On 7 September 2017 the Company declared a first interim dividend payment of 1.25p per ordinary share that was paid to shareholders on 29 September 2017. This dividend was paid as an interest distribution for UK tax purposes.
Important events since the period end
Dividend Rebasing
On 7 September 2017 the Board announced its intention to rebase the dividend to no less than 1.10p per ordinary share on a quarterly basis, effective from the dividend payable in December 2017. This represents a reduction of 12 per cent. on the quarterly dividend and assumes that there is not a further significant fall in market yields. The shares will therefore provide a yield of 4.7 per cent. (based on the share price as at 6 September 2017). This dividend target takes into account the revenue benefits to the Company of the revised fee arrangements described below and the cost reductions arising from the re-domicile of the Company into the UK.
Amendment to Fee Arrangements
The Board and the Manager undertook a formal review of the management fee arrangements in September 2017 and mutually concluded that a performance fee is no longer appropriate in this low yielding environment. With effect from 1 November 2017 the following fee arrangements will take effect:
1. The performance fee will be removed.

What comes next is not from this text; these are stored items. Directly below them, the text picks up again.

#[cfg(test)]
mod tests {
    use std::io;

    use csvline_core::ParseErrorKind;

    use super::{LimitedRow, ReaderBuilder};
    use crate::error::Error;
    use crate::source::{SliceSource, Source};
    use crate::Reader;

    fn s(fields: &[&str]) -> Vec<String> {
        fields.iter().map(|f| f.to_string()).collect()
    }

    #[test]
    fn field_by_field() {
        let mut rdr = Reader::from_slice(b"a,b\r\nc\r\n");
        assert_eq!(Some("a".to_string()), rdr.read_field().unwrap());
        assert!(!rdr.end_of_row());
        assert_eq!(Some("b".to_string()), rdr.read_field().unwrap());
        assert!(rdr.end_of_row());
        assert_eq!(Some("c".to_string()), rdr.read_field().unwrap());
        assert!(rdr.end_of_row());
        assert!(!rdr.is_done());
        assert_eq!(None, rdr.read_field().unwrap());
        assert!(rdr.end_of_row());
        assert!(rdr.is_done());
    }

    #[test]
    fn eof_is_idempotent() {
        let mut rdr = Reader::from_slice(b"a");
        assert_eq!(Some(s(&["a"])), rdr.read_row().unwrap());
        for _ in 0..3 {
            assert_eq!(None, rdr.read_field().unwrap());
            assert_eq!(None, rdr.read_row().unwrap());
            assert!(!rdr.has_row().unwrap());
        }
    }

    #[test]
    fn read_all_skips_blank_rows() {
        let mut rdr = Reader::from_slice(b"1,2\r\n\r\n\r\n3,4\r\n");
        assert_eq!(
            vec![s(&["1", "2"]), s(&["3", "4"])],
            rdr.read_all().unwrap()
        );
    }

    #[test]
    fn read_row_continues_mid_row() {
        let mut rdr = Reader::from_slice(b"a,b,c\nd");
        assert_eq!(Some("a".to_string()), rdr.read_field().unwrap());
        assert_eq!(Some(s(&["b", "c"])), rdr.read_row().unwrap());
        assert_eq!(Some(s(&["d"])), rdr.read_row().unwrap());
        assert_eq!(None, rdr.read_row().unwrap());
    }

    #[test]
    fn parse_error_is_sticky() {
        let mut rdr = Reader::from_slice(b"a,b\"c\r\nd,e\r\n");
        assert_eq!(Some("a".to_string()), rdr.read_field().unwrap());
        let err = rdr.read_field().unwrap_err();
        let perr = *err.parse_error().unwrap();
        assert_eq!(ParseErrorKind::QuoteInUnquotedField, perr.kind());
        assert_eq!((1, 4), (perr.line(), perr.col()));
        for _ in 0..3 {
            let again = rdr.read_row().unwrap_err();
            assert_eq!(Some(&perr), again.parse_error());
            assert!(rdr.has_row().is_err());
        }
    }

    #[test]
    fn lenient_change_mid_stream() {
        let mut rdr = Reader::from_slice(b"a\"b\r\nc\"d\r\n");
        rdr.set_lenient(true);
        assert!(rdr.is_lenient());
        assert_eq!(Some(s(&["a\"b"])), rdr.read_row().unwrap());
        rdr.set_lenient(false);
        assert!(rdr.read_row().unwrap_err().is_parse_error());
    }

    #[test]
    fn delimiter_change_mid_stream() {
        let mut rdr = Reader::from_slice(b"a,b\r\nc|d,e\r\n");
        assert_eq!(Some(s(&["a", "b"])), rdr.read_row().unwrap());
        rdr.set_delimiter(b'|');
        assert_eq!(b'|', rdr.delimiter());
        assert_eq!(Some(s(&["c", "d,e"])), rdr.read_row().unwrap());
    }

    struct Broken<'a> {
        inner: SliceSource<'a>,
    }

    impl<'a> Source for Broken<'a> {
        fn next_byte(&mut self) -> io::Result<Option<u8>> {
            match self.inner.next_byte()? {
                None => Err(io::Error::new(io::ErrorKind::Other, "unplugged")),
                some => Ok(some),
            }
        }

        fn unread(&mut self, byte: u8) {
            self.inner.unread(byte)
        }
    }

    #[test]
    fn io_error_is_sticky() {
        let mut rdr = Reader::from_source(Broken {
            inner: SliceSource::new(b"a,b\r\nc"),
        });
        assert_eq!(Some(s(&["a", "b"])), rdr.read_row().unwrap());
        let err = rdr.read_field().unwrap_err();
        assert!(err.is_io_error());
        assert!(!err.is_parse_error());
        assert_eq!("unplugged", err.to_string());
        assert!(rdr.read_field().unwrap_err().is_io_error());
    }

    #[test]
    fn retry_after_type_conversion() {
        let mut rdr = Reader::from_slice(b"12,abc,3.5\r\n");
        assert_eq!(Some(12u32), rdr.read_field_as::<u32>().unwrap());
        match rdr.read_field_as::<u32>() {
            Err(Error::TypeConversion { field, .. }) => assert_eq!("abc", field),
            res => panic!("expected a conversion error, got {:?}", res),
        }
        assert_eq!(Some("abc".to_string()), rdr.read_field().unwrap());
        assert!(!rdr.end_of_row());
        assert!(rdr.read_field_as::<i64>().is_err());
        assert_eq!(Some(3.5f64), rdr.read_field_as::<f64>().unwrap());
        assert!(rdr.end_of_row());
    }

    #[test]
    fn retry_after_invalid_utf8() {
        let mut rdr = Reader::from_slice(b"ok,\xFF\xFE\r\n");
        assert_eq!(Some("ok".to_string()), rdr.read_field().unwrap());
        match rdr.read_field() {
            Err(Error::Utf8 { line, ref field, .. }) => {
                assert_eq!(1, line);
                assert_eq!(&b"\xFF\xFE"[..], &field[..]);
            }
            res => panic!("expected a UTF-8 error, got {:?}", res),
        }
        assert_eq!(
            Some(b"\xFF\xFE".to_vec()),
            rdr.read_byte_field().unwrap()
        );
        assert!(rdr.end_of_row());
        assert_eq!(None, rdr.read_field().unwrap());
    }

    #[test]
    fn utf8_error_line_of_last_field() {
        let mut rdr = Reader::from_slice(b"ok\n\xFF\nb");
        assert_eq!(Some("ok".to_string()), rdr.read_field().unwrap());
        match rdr.read_field() {
            Err(Error::Utf8 { line, .. }) => assert_eq!(2, line),
            res => panic!("expected a UTF-8 error, got {:?}", res),
        }
    }

    #[test]
    fn read_row_skips_invalid_utf8_row() {
        let mut rdr = Reader::from_slice(b"a,\xFF,c\r\nd\r\n");
        match rdr.read_row() {
            Err(Error::Utf8 { line, ref field, .. }) => {
                assert_eq!(1, line);
                assert_eq!(&b"\xFF"[..], &field[..]);
            }
            res => panic!("expected a UTF-8 error, got {:?}", res),
        }
        assert!(!rdr.is_done());
        assert_eq!(Some(s(&["d"])), rdr.read_row().unwrap());
        assert_eq!(None, rdr.read_row().unwrap());
    }

    #[test]
    fn limited_row_invalid_utf8() {
        let mut rdr = Reader::from_slice(b"1,\xFF,3\r\n4,5\r\n");
        match rdr.read_row_limited(2) {
            Err(Error::Utf8 { line, .. }) => assert_eq!(1, line),
            res => panic!("expected a UTF-8 error, got {:?}", res),
        }
        assert_eq!(
            Some(LimitedRow { fields: s(&["4", "5"]), too_many_fields: false }),
            rdr.read_row_limited(2).unwrap()
        );
        assert_eq!(None, rdr.read_row_limited(2).unwrap());
    }

    #[test]
    fn limited_row_overflow() {
        let mut rdr = Reader::from_slice(b"1,2,3,4\r\n5,6\r\n");
        assert_eq!(
            Some(LimitedRow { fields: s(&["1", "2"]), too_many_fields: true }),
            rdr.read_row_limited(2).unwrap()
        );
        assert_eq!(
            Some(LimitedRow { fields: s(&["5", "6"]), too_many_fields: false }),
            rdr.read_row_limited(2).unwrap()
        );
        assert_eq!(None, rdr.read_row_limited(2).unwrap());
    }

    #[test]
    fn limited_row_short() {
        let mut rdr = Reader::from_slice(b"1\r\n\r\n");
        let row = rdr.read_row_limited(3).unwrap().unwrap();
        assert_eq!(s(&["1"]), row.fields);
        assert!(!row.too_many_fields);
        assert_eq!(None, rdr.read_row_limited(3).unwrap());
    }

    #[test]
    fn get_row_cursor() {
        let mut rdr = Reader::from_slice(b"\r\n1,x,3\r\n4,5\r\n6");
        {
            let mut row = rdr.get_row().unwrap().unwrap();
            assert_eq!(Some(1), row.read_field_as::<i32>().unwrap());
            assert!(row.read_field_as::<i32>().is_err());
            assert_eq!(Some("x".to_string()), row.read_field().unwrap());
            assert!(!row.end_of_row());
            assert_eq!(s(&["3"]), row.read_vec().unwrap());
            assert!(row.end_of_row());
            assert_eq!(None, row.read_field().unwrap());
        }
        {
            let mut row = rdr.get_row().unwrap().unwrap();
            assert_eq!(Some("4".to_string()), row.read_field().unwrap());
            row.skip_rest().unwrap();
        }
        {
            let row = rdr.get_row().unwrap().unwrap();
            let fields: Vec<String> =
                row.collect::<Result<_, _>>().unwrap();
            assert_eq!(s(&["6"]), fields);
        }
        assert!(rdr.get_row().unwrap().is_none());
    }

    #[test]
    fn rows_stop_after_error() {
        let mut rdr = Reader::from_slice(b"a\r\n\"b\r\n");
        let rows: Vec<_> = rdr.rows().collect();
        assert_eq!(2, rows.len());
        assert_eq!(&s(&["a"]), rows[0].as_ref().unwrap());
        let err = rows[1].as_ref().unwrap_err();
        assert_eq!(
            ParseErrorKind::UnterminatedQuotedField,
            err.parse_error().unwrap().kind()
        );
    }

    #[test]
    fn builder_and_io_source() {
        let data = "a;'b;c'\n";
        let mut rdr = ReaderBuilder::new()
            .delimiter(b';')
            .quote(b'\'')
            .buffer_capacity(3)
            .from_reader(data.as_bytes());
        assert_eq!(Some(s(&["a", "b;c"])), rdr.read_row().unwrap());
        assert_eq!(b'\'', rdr.quote());
        assert_eq!(None, rdr.read_row().unwrap());
        assert_eq!(2, rdr.position().line());
    }

    #[test]
    fn borrowed_reader() {
        let mut data = &b"x,y"[..];
        {
            let mut rdr = Reader::from_reader(&mut data);
            assert_eq!(Some(s(&["x", "y"])), rdr.read_row().unwrap());
        }
        assert!(data.is_empty());
    }

    #[test]
    fn positions() {
        let mut rdr = Reader::from_slice(b"ab,c\nd");
        assert_eq!(1, rdr.line());
        rdr.read_field().unwrap();
        assert_eq!((1, 3), (rdr.line(), rdr.col()));
        rdr.read_field().unwrap();
        assert_eq!((2, 0), (rdr.line(), rdr.col()));
        assert!(rdr.has_row().unwrap());
        assert_eq!((2, 0), (rdr.line(), rdr.col()));
    }
}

The current 18 month performance period to 30 April 2018 will be truncated at 31 October 2017, the performance fee for this period will be calculated and any performance fee payable will be paid.
2. The base management fee will rise from 0.60 per cent. to 0.65 per cent. per annum of the Company's net assets.
The cap on total fees payable previously 1.2 per cent. per annum of net assets, will therefore effectively reduce to 0.65 per cent. per annum, the level of the revised management fee.
Cancellation of the Share Premium Account
On 20 September 2017 the Company announced that the High Court confirmed the cancellation of the Company's share premium account and that the Company's special reserve can be applied in any manner in which the Company's profits available for distribution may be applied.
Principal risks and uncertainties
Information on the Company's risk factors are set out on pages 13 to 19 of the Prospectus dated 3 March 2017. In summary the principal risks and uncertainties associated with the Company's business can be divided into the following main areas:
· General market risks associated with the Company's investments
· The Company's investments
· Interest rate and credit risks
· Investment management
· Dividends
· Borrowings
· Taxation
Further information on these risks and how they are managed are given in the Risk Factors Section on pages 13 to 19 of the Company's Prospectus dated 3 March 2017.
In the view of the Board these principal risks and uncertainties are as applicable to the remainder of the financial period ending on 30 April 2018 as they were to the period under review.
Related party transactions
The Company's transactions with related parties in the period 23 February 2017 to 31 August 2017 were with its Directors, Janus Henderson Investors and Henderson Diversified Income (Luxembourg) S.à.r.l. (the 'subsidiary'). There have been no material transactions between the Company and its Directors during the period under review other than the amounts paid to the Directors in respect of fees. In relation to the provision of services by Janus Henderson Investors, other than fees payable by the Company in the ordinary course of business and the provision of sales and marketing services there have been no transactions with Janus Henderson Investors affecting the financial position of the Company during the period 23 February 2017 to 31 August 2017.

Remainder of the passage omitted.